Billy’s phone chimed an alert on the coffee table and Luke leaned in to pick it up before Billy could. What he saw when he swiped his finger across the screen took him a minute to process. It seemed like his head was fighting it, wanting it to be wrong so badly, it threw up roadblocks against the information. But there was no fighting it. His gut clenched and his heart seemed to stutter before locking up in his chest.
A picture had been sent to Billy. A picture of Lyra and the girls. And what Luke saw in the picture sent him over the edge. He was on Billy in a heartbeat, a growl building from deep inside him as he erupted.
CHAPTER EIGHTEEN
Lyra smiled for the girls and told them she’d get them out of there and get them back home. Things had gone past the point where she could tell them it was all a game. The marks on her face were enough to scare the hell out of them and she knew this was something they wouldn’t get over lightly, even if she got them out of it. Their own faces were tear-streaked and part of her wanted to launch herself at Damon and claw his eyes out for doing this to her girls.
Not if. When. When she got them out of this. She would get them out of this. Her thoughts flew to Luke and she prayed like hell he would be looking for them, but she wasn’t one to sit and wait for a knight in shining armor to save her. Life had taught her that knights were often too busy riding their horses to do the real heavy lifting.
She had given herself ten minutes to curse herself for opening the door without checking to see who it was at such a late hour.
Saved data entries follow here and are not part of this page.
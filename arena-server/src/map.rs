//! Static map geometry.
//!
//! Three fixed maps share the 3000x2000 playfield and differ in obstacle
//! layout and theme. Solid obstacles (tree, rock, cactus) are circles sized by
//! their `w`; area obstacles (lake, pond, chasm) are ellipses sized by `w`/`h`.
//! Players collide with both kinds, projectiles only with solid ones.

use protocol::wire::MapKey;

/// Obstacle variants across all maps.
#[derive(Debug, Clone, Copy, PartialEq, Eq)]
pub enum ObstacleKind {
    Tree,
    Rock,
    Cactus,
    Lake,
    Pond,
    Chasm,
}

impl ObstacleKind {
    /// Solid obstacles block projectiles; area obstacles only block walking.
    pub fn is_solid(self) -> bool {
        matches!(self, Self::Tree | Self::Rock | Self::Cactus)
    }
}

/// One placed obstacle. `w` is the diameter of solid obstacles and the full
/// width of area ellipses; `h` is ignored for solid obstacles.
#[derive(Debug, Clone, Copy)]
pub struct Obstacle {
    pub kind: ObstacleKind,
    pub x: f64,
    pub y: f64,
    pub w: f64,
    pub h: f64,
}

impl Obstacle {
    fn solid(kind: ObstacleKind, x: f64, y: f64, w: f64) -> Self {
        Self { kind, x, y, w, h: w }
    }

    fn area(kind: ObstacleKind, x: f64, y: f64, w: f64, h: f64) -> Self {
        Self { kind, x, y, w, h }
    }
}

/// Geometry of one selectable map.
#[derive(Debug, Clone)]
pub struct MapSpec {
    pub key: MapKey,
    pub obstacles: Vec<Obstacle>,
    /// Player spawn points, consumed round-robin.
    pub spawns: Vec<(f64, f64)>,
    /// The six fixed buff spawn points.
    pub buff_spawns: Vec<(f64, f64)>,
}

/// All maps, built once at startup.
#[derive(Debug)]
pub struct MapCatalog {
    forest: MapSpec,
    canyon: MapSpec,
    island: MapSpec,
}

impl MapCatalog {
    pub fn new() -> Self {
        Self { forest: forest(), canyon: canyon(), island: island() }
    }

    pub fn get(&self, key: MapKey) -> &MapSpec {
        match key {
            MapKey::Forest => &self.forest,
            MapKey::Canyon => &self.canyon,
            MapKey::Island => &self.island,
        }
    }
}

impl Default for MapCatalog {
    fn default() -> Self {
        Self::new()
    }
}

/// Spawn ring shared by all maps: eight points well clear of the obstacles
/// and the playfield edge.
fn spawn_ring() -> Vec<(f64, f64)> {
    vec![
        (300.0, 300.0),
        (2700.0, 300.0),
        (300.0, 1700.0),
        (2700.0, 1700.0),
        (1500.0, 250.0),
        (1500.0, 1750.0),
        (250.0, 1000.0),
        (2750.0, 1000.0),
    ]
}

fn buff_points() -> Vec<(f64, f64)> {
    vec![
        (750.0, 500.0),
        (2250.0, 500.0),
        (1500.0, 1000.0),
        (750.0, 1500.0),
        (2250.0, 1500.0),
        (1500.0, 600.0),
    ]
}

fn forest() -> MapSpec {
    use ObstacleKind::*;
    MapSpec {
        key: MapKey::Forest,
        obstacles: vec![
            Obstacle::solid(Tree, 500.0, 400.0, 90.0),
            Obstacle::solid(Tree, 1100.0, 800.0, 110.0),
            Obstacle::solid(Tree, 1900.0, 450.0, 95.0),
            Obstacle::solid(Tree, 2450.0, 900.0, 120.0),
            Obstacle::solid(Tree, 800.0, 1350.0, 100.0),
            Obstacle::solid(Tree, 2050.0, 1550.0, 90.0),
            Obstacle::solid(Rock, 1450.0, 1250.0, 140.0),
            Obstacle::solid(Rock, 650.0, 950.0, 120.0),
            Obstacle::area(Lake, 1700.0, 1000.0, 420.0, 260.0),
            Obstacle::area(Pond, 1050.0, 1700.0, 260.0, 180.0),
        ],
        spawns: spawn_ring(),
        buff_spawns: buff_points(),
    }
}

fn canyon() -> MapSpec {
    use ObstacleKind::*;
    MapSpec {
        key: MapKey::Canyon,
        obstacles: vec![
            Obstacle::solid(Rock, 600.0, 550.0, 160.0),
            Obstacle::solid(Rock, 1350.0, 350.0, 130.0),
            Obstacle::solid(Rock, 2350.0, 600.0, 170.0),
            Obstacle::solid(Rock, 1800.0, 1200.0, 150.0),
            Obstacle::solid(Rock, 950.0, 1500.0, 140.0),
            Obstacle::solid(Cactus, 450.0, 1150.0, 70.0),
            Obstacle::solid(Cactus, 1600.0, 750.0, 60.0),
            Obstacle::solid(Cactus, 2550.0, 1450.0, 70.0),
            Obstacle::area(Chasm, 1200.0, 1050.0, 380.0, 220.0),
            Obstacle::area(Chasm, 2150.0, 1700.0, 300.0, 160.0),
        ],
        spawns: spawn_ring(),
        buff_spawns: buff_points(),
    }
}

fn island() -> MapSpec {
    use ObstacleKind::*;
    MapSpec {
        key: MapKey::Island,
        obstacles: vec![
            Obstacle::solid(Tree, 850.0, 500.0, 100.0),
            Obstacle::solid(Tree, 2150.0, 550.0, 110.0),
            Obstacle::solid(Tree, 1500.0, 1450.0, 95.0),
            Obstacle::solid(Rock, 1150.0, 1100.0, 130.0),
            Obstacle::solid(Rock, 1950.0, 1000.0, 125.0),
            Obstacle::area(Lake, 550.0, 1500.0, 360.0, 240.0),
            Obstacle::area(Lake, 2500.0, 1350.0, 340.0, 230.0),
            Obstacle::area(Pond, 1550.0, 700.0, 240.0, 160.0),
            Obstacle::area(Pond, 600.0, 850.0, 200.0, 150.0),
        ],
        spawns: spawn_ring(),
        buff_spawns: buff_points(),
    }
}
Truthfully, she couldn’t really beat herself up over that. When she’d seen it was Mrs. Lawson’s nephew, Murphy, at her door, she’d been surprised to see him, but she hadn’t thought anything was wrong. She’d been expecting to see either Neil or Savvy on her doorstep. She’d talked to Neil by phone and he was trying to find out where Luke would have taken Billy and if he could get in to see him. The if part of that had thrown her. Surely, they’d let his lawyer in to see him? To represent him?
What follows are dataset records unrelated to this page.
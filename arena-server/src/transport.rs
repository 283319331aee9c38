//! Connection registry and outbound fan-out.
//!
//! Game code never touches a socket. Every connection owns an unbounded
//! channel of pre-encoded frames; the per-socket send task drains it into the
//! WebSocket. Broadcasts encode once and clone the cheap [`Bytes`] handle per
//! receiver. Metadata slots bind a connection to its identity and room.

use std::sync::atomic::{AtomicU64, Ordering};

use bytes::Bytes;
use dashmap::DashMap;
use protocol::ServerEvent;
use protocol::wire::PlayerKey;
use tokio::sync::mpsc;

pub type ConnId = u64;

/// Per-socket metadata slots.
#[derive(Debug, Clone, Default)]
pub struct ConnMeta {
    pub persistent_id: Option<String>,
    pub profile_id: Option<String>,
    pub room_code: Option<String>,
    pub player_key: Option<PlayerKey>,
    pub remote_ip: String,
}

#[derive(Debug)]
struct Connection {
    tx: mpsc::UnboundedSender<Bytes>,
    meta: ConnMeta,
}

/// Serializes an event into its wire frame.
pub fn encode_event(event: &ServerEvent) -> Bytes {
    match serde_json::to_vec(event) {
        Ok(buf) => Bytes::from(buf),
        Err(err) => {
            tracing::error!(?err, "Outbound event serialization failed");
            Bytes::new()
        }
    }
}

/// The registry of live connections.
#[derive(Debug, Default)]
pub struct Transport {
    connections: DashMap<ConnId, Connection>,
    next_id: AtomicU64,
}

impl Transport {
    /// Registers a socket and hands back its connection id.
    pub fn register(&self, remote_ip: String, tx: mpsc::UnboundedSender<Bytes>) -> ConnId {
        let id = self.next_id.fetch_add(1, Ordering::Relaxed) + 1;
        self.connections.insert(
            id,
            Connection { tx, meta: ConnMeta { remote_ip, ..ConnMeta::default() } },
        );
        id
    }

    /// Drops the connection; returns its last metadata for cleanup.
    pub fn unregister(&self, conn_id: ConnId) -> Option<ConnMeta> {
        self.connections.remove(&conn_id).map(|(_, c)| c.meta)
    }

    pub fn meta(&self, conn_id: ConnId) -> Option<ConnMeta> {
        self.connections.get(&conn_id).map(|c| c.meta.clone())
    }

    pub fn set_identity(&self, conn_id: ConnId, persistent_id: &str, profile_id: Option<&str>) {
        if let Some(mut c) = self.connections.get_mut(&conn_id) {
            c.meta.persistent_id = Some(persistent_id.to_string());
            c.meta.profile_id = profile_id.map(str::to_string);
        }
    }

    pub fn set_room(&self, conn_id: ConnId, room_code: &str, player_key: PlayerKey) {
        if let Some(mut c) = self.connections.get_mut(&conn_id) {
            c.meta.room_code = Some(room_code.to_string());
            c.meta.player_key = Some(player_key);
        }
    }

    pub fn clear_room(&self, conn_id: ConnId) {
        if let Some(mut c) = self.connections.get_mut(&conn_id) {
            c.meta.room_code = None;
            c.meta.player_key = None;
        }
    }

    fn send_frame(&self, conn_id: ConnId, frame: Bytes) {
        if frame.is_empty() {
            return;
        }
        if let Some(c) = self.connections.get(&conn_id) {
            if c.tx.send(frame).is_err() {
                tracing::debug!(conn_id, "Send to closed connection dropped");
            }
        }
    }

    /// Direct emit to one connection.
    pub fn send(&self, conn_id: ConnId, event: &ServerEvent) {
        self.send_frame(conn_id, encode_event(event));
    }

    /// Encode-once fan-out to a list of connections.
    pub fn broadcast<I: IntoIterator<Item = ConnId>>(&self, targets: I, event: &ServerEvent) {
        let frame = encode_event(event);
        for conn_id in targets {
            self.send_frame(conn_id, frame.clone());
        }
    }

    /// All live connections bound to a persistent device id.
    pub fn conns_for_pid(&self, persistent_id: &str) -> Vec<ConnId> {
        self.connections
            .iter()
            .filter(|e| e.meta.persistent_id.as_deref() == Some(persistent_id))
            .map(|e| *e.key())
            .collect()
    }

    /// All live connections bound to a profile id.
    pub fn conns_for_profile(&self, profile_id: &str) -> Vec<ConnId> {
        self.connections
            .iter()
            .filter(|e| e.meta.profile_id.as_deref() == Some(profile_id))
            .map(|e| *e.key())
            .collect()
    }

    /// Emits to every live connection of a device (there is usually one).
    pub fn send_to_pid(&self, persistent_id: &str, event: &ServerEvent) {
        self.broadcast(self.conns_for_pid(persistent_id), event);
    }

    pub fn all_conn_ids(&self) -> Vec<ConnId> {
        self.connections.iter().map(|e| *e.key()).collect()
    }

    pub fn count(&self) -> usize {
        self.connections.len()
    }

    /// Unregisters connections whose send task is gone. Returns their
    /// metadata so the caller can run the normal disconnect path.
    pub fn sweep_closed(&self) -> Vec<(ConnId, ConnMeta)> {
        let dead: Vec<ConnId> = self
            .connections
            .iter()
            .filter(|e| e.tx.is_closed())
            .map(|e| *e.key())
            .collect();
        dead.into_iter()
            .filter_map(|id| self.unregister(id).map(|meta| (id, meta)))
            .collect()
    }
}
Apparently, when you engaged in acts that were arguably terrorism, things played out a little differently. Not to mention, she had no idea what agency Luke was even linked with. It struck her she wasn’t even sure if that was his real name and she hated the fact that despite that, she was still hoping he would rescue them.
It had taken Lyra several seconds to react to the weapon in Murphy’s hand, to process the fact he was holding a gun on her. He had pushed her into her apartment and shut the door before she could move. She’d tried to fight him when he’d made a move toward the hallway where Alyssa and Prentiss slept. They’d wrestled and she had clawed at his face, scratching him hard and drawing blood. It was only then that he’d struck her with the butt of the gun across the side of her head.
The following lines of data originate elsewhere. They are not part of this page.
//! WebSocket lifecycle and event dispatch.
//!
//! Each accepted socket is split into a send task (drains the connection's
//! outbound channel) and a receive task (parses envelopes and dispatches).
//! Whichever finishes first aborts the other, then the shared cleanup runs
//! the normal disconnect path. The first meaningful event on every socket is
//! `registerPlayer`; until it succeeds only ping traffic is answered.

use std::net::SocketAddr;
use std::sync::Arc;

use axum::extract::ws::{Message, WebSocket};
use axum::extract::{ConnectInfo, State, WebSocketUpgrade};
use axum::response::IntoResponse;
use bytes::Bytes;
use futures_util::stream::{SplitSink, SplitStream};
use futures_util::{SinkExt, StreamExt};
use protocol::consts::{PERSISTENT_ID_MAX_LEN, PERSISTENT_ID_MIN_LEN, PROJECTILE_SPEED};
use protocol::events::{
    AdsState, Envelope, ErrorNotice, EventParseError, RateLimit, RegisterPayload, ServerTime,
    SessionIssued,
};
use protocol::wire::{ProfileInfo, RoomPhase};
use protocol::{ClientEvent, ErrorCode, ServerEvent};
use tokio::sync::mpsc;

use crate::abuse::{AuditRecord, AuditStream, EventRateLimiter, StrikeReason};
use crate::input;
use crate::lobby;
use crate::party;
use crate::reconnect;
use crate::room::{ConnId, Projectile};
use crate::session::verify_token;
use crate::state::AppState;
use crate::telemetry::Telemetry;
use crate::util::now_ms;
use crate::{friends, sim};

/// Handshake guard: sockets accepted per source IP.
const CONNECT_IP_LIMIT: RateLimit = RateLimit { max: 30, window_ms: 10_000 };
/// Handshake guard: registrations per source IP.
const REGISTER_IP_LIMIT: RateLimit = RateLimit { max: 20, window_ms: 10_000 };
/// Handshake guard: registrations per claimed device id.
const REGISTER_PID_LIMIT: RateLimit = RateLimit { max: 12, window_ms: 10_000 };

/// Per-connection dispatch state, owned by the receive task.
struct SocketContext {
    rate: EventRateLimiter,
    authenticated: bool,
}

/// Whether a standing block swallows a gameplay event, and if so whether the
/// rejection is still worth an audit line.
enum Gate {
    Open,
    Blocked,
    BlockedLog,
}

/// Upgrades the HTTP request into the socket pair.
pub async fn websocket_handler(
    ws: WebSocketUpgrade,
    ConnectInfo(addr): ConnectInfo<SocketAddr>,
    State(app): State<Arc<AppState>>,
) -> impl IntoResponse {
    ws.on_upgrade(move |socket| websocket(socket, app, addr))
}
He’d looked almost sick at what he’d done. He even apologized. It hadn’t kept him from rounding up her and the girls and threatening to shoot them if she didn’t follow orders. If she didn’t do exactly as he said and leave the apartment complex quietly with him.
Lyra shook off the memory and pulled the girls into her lap as she looked around them. The room was small and there was nothing more than the bed they sat on in it. She hesitated to describe it as a bedroom with its lack of windows and furnishings. She’d tried the door already. It was locked from the outside. There was nothing besides the bed frame in the room.
“They’re fighting, Mama.” Prentiss’s voice was small and shaky and Lyra knew the muffled voices outside the door were scaring her. They were scaring Lyra, and she was an adult.
Lyra pressed her mouth close to Prentiss’s ear. “It’s all right, baby. Try not to listen to them.” She glanced at the door and back down at the bed they were sitting on. The frame was a plain metal frame, the kind you could add to a mattress purchase for forty-nine-ninety-nine. If any of the bolts were loose, she might be able to get a leg or one of the bars that braced the mattress on the underside of the bed off. A hard enough crack in the head with it might take a man down.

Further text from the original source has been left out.